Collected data

* * * * * * * * *

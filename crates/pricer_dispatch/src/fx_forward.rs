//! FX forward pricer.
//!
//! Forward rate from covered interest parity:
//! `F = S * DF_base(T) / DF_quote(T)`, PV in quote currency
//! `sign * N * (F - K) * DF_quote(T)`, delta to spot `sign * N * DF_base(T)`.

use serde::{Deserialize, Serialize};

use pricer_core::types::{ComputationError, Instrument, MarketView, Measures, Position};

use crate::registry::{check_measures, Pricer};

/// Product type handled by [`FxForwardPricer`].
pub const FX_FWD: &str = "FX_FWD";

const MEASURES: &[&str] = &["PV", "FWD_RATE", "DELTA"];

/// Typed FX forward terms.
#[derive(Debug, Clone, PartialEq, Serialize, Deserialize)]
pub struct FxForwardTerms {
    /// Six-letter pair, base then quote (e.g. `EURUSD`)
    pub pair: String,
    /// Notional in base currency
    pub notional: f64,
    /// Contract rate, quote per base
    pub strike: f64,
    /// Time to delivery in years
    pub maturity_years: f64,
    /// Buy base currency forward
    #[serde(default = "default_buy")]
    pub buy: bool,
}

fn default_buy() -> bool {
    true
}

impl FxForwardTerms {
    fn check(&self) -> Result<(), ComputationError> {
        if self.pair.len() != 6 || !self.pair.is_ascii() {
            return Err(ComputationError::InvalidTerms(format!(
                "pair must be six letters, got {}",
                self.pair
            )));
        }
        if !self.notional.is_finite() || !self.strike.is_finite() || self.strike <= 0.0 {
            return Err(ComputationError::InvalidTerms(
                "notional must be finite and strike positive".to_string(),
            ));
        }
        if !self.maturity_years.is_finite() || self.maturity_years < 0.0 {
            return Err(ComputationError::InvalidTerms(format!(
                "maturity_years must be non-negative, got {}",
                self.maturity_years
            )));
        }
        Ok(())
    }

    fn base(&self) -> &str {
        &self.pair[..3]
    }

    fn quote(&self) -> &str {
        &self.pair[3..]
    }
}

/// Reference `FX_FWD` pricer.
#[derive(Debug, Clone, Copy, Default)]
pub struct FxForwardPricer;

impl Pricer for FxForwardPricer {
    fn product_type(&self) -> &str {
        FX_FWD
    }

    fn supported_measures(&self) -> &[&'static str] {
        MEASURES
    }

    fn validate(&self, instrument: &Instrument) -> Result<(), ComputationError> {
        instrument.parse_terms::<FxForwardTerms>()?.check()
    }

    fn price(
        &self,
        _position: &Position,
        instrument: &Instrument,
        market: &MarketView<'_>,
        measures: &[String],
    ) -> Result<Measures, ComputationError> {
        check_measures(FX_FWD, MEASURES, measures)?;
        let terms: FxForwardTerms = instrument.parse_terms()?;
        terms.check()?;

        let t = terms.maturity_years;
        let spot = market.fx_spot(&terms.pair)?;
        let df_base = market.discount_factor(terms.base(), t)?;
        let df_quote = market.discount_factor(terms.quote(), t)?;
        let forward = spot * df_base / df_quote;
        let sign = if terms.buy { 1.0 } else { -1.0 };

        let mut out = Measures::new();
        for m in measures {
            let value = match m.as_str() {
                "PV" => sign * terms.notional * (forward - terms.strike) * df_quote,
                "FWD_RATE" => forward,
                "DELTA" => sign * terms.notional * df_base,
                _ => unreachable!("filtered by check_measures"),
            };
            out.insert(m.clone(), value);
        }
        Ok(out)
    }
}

* * * * * * * * *

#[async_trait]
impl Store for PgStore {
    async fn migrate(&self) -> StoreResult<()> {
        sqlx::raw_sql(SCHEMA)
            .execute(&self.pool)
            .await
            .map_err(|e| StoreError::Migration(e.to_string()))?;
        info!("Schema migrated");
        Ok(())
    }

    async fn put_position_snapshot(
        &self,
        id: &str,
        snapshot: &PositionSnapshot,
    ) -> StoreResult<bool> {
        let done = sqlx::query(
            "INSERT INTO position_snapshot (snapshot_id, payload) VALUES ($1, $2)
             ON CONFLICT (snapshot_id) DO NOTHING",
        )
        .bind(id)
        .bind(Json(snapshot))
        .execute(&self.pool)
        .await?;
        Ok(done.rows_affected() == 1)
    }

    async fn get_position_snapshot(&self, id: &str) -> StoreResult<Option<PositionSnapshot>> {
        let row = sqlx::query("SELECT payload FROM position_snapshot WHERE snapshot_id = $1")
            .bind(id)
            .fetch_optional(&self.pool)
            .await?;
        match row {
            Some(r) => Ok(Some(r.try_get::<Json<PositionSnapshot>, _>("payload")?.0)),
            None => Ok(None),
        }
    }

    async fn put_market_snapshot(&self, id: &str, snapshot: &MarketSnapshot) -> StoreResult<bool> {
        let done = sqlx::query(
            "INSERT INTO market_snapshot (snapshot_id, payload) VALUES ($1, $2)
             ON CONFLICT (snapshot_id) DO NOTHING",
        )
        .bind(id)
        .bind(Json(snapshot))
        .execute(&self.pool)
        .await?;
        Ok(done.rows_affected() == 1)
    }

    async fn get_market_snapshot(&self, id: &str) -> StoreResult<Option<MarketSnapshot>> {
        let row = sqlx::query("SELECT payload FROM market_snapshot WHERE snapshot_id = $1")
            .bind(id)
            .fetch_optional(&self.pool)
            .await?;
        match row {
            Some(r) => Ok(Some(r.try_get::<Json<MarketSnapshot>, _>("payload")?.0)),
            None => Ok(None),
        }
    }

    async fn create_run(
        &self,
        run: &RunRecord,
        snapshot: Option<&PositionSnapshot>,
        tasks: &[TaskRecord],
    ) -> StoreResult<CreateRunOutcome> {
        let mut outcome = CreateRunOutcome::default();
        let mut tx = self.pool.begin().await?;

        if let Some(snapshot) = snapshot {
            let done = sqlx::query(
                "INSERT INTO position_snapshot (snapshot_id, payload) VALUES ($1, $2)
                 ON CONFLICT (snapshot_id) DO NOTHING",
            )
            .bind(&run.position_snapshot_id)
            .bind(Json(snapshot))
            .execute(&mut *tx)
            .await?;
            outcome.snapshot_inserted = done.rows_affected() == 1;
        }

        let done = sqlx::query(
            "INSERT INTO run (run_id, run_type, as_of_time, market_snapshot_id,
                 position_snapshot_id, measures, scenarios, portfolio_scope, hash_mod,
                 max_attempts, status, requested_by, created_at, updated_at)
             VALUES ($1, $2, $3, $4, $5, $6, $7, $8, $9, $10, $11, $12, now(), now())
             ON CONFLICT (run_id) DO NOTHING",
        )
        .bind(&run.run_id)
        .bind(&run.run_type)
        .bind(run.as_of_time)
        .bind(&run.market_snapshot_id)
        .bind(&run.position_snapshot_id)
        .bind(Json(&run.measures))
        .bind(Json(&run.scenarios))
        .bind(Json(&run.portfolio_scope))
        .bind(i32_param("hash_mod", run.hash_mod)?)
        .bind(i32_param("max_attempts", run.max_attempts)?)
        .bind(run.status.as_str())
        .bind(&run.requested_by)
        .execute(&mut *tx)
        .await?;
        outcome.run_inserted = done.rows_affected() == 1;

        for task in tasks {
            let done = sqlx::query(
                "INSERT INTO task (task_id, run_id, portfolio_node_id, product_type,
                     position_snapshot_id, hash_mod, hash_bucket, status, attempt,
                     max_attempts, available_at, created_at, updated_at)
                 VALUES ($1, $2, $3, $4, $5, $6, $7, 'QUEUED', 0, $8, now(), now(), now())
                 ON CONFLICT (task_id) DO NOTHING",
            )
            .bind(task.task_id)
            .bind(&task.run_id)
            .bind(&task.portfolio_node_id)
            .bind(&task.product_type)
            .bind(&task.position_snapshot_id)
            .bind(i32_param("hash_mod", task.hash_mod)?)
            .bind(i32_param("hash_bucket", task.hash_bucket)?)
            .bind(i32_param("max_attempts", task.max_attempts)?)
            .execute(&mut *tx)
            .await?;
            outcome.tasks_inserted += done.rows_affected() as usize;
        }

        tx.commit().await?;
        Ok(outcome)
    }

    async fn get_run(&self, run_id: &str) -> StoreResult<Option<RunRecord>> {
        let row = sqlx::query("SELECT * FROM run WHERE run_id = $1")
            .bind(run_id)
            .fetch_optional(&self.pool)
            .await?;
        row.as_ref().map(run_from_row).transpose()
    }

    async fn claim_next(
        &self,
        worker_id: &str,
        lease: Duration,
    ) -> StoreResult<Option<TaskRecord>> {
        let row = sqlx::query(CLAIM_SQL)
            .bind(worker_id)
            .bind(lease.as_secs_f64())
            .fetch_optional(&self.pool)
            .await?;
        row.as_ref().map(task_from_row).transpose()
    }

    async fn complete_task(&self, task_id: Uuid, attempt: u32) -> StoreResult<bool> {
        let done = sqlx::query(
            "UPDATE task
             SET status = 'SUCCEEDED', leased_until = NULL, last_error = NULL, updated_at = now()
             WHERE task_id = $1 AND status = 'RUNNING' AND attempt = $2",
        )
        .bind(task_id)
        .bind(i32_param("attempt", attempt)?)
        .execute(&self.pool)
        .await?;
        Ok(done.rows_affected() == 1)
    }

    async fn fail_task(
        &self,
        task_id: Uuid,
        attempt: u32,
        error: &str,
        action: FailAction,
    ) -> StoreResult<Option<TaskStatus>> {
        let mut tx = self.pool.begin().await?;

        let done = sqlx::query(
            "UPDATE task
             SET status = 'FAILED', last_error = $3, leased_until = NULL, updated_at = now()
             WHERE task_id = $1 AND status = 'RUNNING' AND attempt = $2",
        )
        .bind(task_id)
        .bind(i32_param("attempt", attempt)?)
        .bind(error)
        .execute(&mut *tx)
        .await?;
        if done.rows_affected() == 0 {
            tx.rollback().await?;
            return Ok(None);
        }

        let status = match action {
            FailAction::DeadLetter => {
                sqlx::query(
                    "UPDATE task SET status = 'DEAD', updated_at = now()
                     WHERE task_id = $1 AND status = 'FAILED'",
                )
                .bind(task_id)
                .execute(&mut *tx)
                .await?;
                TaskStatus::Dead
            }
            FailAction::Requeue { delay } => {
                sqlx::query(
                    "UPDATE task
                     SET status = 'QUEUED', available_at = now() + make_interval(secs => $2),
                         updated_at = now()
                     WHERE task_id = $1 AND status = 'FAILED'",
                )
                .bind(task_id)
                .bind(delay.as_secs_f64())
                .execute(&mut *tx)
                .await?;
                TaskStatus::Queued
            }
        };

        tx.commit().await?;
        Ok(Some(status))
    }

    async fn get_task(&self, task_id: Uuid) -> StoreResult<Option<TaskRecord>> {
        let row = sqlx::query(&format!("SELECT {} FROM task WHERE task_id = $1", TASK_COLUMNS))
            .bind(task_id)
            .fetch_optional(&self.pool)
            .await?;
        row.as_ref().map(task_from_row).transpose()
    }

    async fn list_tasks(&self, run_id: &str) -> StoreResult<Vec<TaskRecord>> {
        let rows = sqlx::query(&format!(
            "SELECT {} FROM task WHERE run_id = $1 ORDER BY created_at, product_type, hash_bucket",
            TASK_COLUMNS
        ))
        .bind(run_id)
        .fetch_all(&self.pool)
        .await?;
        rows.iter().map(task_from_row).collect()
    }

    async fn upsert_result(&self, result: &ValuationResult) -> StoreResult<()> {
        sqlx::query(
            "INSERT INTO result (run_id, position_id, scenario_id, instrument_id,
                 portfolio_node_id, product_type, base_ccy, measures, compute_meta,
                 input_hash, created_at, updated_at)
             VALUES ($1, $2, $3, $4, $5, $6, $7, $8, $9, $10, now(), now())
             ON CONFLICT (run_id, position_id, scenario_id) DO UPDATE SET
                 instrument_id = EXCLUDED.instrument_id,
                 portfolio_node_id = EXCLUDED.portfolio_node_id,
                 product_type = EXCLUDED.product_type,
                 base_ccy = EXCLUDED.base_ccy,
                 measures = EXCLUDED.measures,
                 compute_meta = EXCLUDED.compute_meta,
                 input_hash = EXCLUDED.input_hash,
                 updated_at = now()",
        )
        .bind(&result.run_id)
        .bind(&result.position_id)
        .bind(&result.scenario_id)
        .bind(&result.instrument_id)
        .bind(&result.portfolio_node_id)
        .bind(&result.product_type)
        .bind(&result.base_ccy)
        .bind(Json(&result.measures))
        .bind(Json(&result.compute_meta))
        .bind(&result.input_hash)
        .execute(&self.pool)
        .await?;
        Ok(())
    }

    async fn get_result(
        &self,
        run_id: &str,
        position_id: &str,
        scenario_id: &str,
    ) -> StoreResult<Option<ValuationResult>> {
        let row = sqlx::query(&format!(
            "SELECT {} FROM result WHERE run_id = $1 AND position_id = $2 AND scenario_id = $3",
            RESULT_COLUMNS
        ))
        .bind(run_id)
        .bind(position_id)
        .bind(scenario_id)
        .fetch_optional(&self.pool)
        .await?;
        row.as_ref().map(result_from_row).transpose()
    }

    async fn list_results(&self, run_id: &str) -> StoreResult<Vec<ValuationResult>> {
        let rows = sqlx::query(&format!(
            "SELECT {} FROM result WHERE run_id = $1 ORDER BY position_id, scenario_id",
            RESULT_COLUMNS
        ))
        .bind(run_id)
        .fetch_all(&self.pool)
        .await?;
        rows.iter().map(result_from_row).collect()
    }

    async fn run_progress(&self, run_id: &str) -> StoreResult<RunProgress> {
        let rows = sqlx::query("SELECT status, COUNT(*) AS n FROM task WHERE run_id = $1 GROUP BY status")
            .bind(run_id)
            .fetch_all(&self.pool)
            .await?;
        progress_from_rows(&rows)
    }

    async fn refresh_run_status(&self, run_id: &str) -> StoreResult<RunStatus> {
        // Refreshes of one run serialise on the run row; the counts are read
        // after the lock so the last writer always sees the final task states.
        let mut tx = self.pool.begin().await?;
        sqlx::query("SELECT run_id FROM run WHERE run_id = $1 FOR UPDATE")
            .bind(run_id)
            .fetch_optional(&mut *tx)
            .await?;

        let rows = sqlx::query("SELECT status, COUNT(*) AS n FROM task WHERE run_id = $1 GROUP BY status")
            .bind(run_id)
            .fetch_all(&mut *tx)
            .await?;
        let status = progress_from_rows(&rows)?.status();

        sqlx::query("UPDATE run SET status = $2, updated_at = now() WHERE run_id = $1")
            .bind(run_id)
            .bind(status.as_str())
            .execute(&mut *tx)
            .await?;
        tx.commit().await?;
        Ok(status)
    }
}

* * * * * * * * *

WORK ITEM :: Beginning with the line that has "filename crates/pricer_dispatch/src/fx_forward.rs" and ending with the line that has "in quote currency", set down the lines above exactly and include no others.

WRITTEN SOLUTION ::
filename crates/pricer_dispatch/src/fx_forward.rs
//! FX forward pricer.
//!
//! Forward rate from covered interest parity:
//! `F = S * DF_base(T) / DF_quote(T)`, PV in quote currency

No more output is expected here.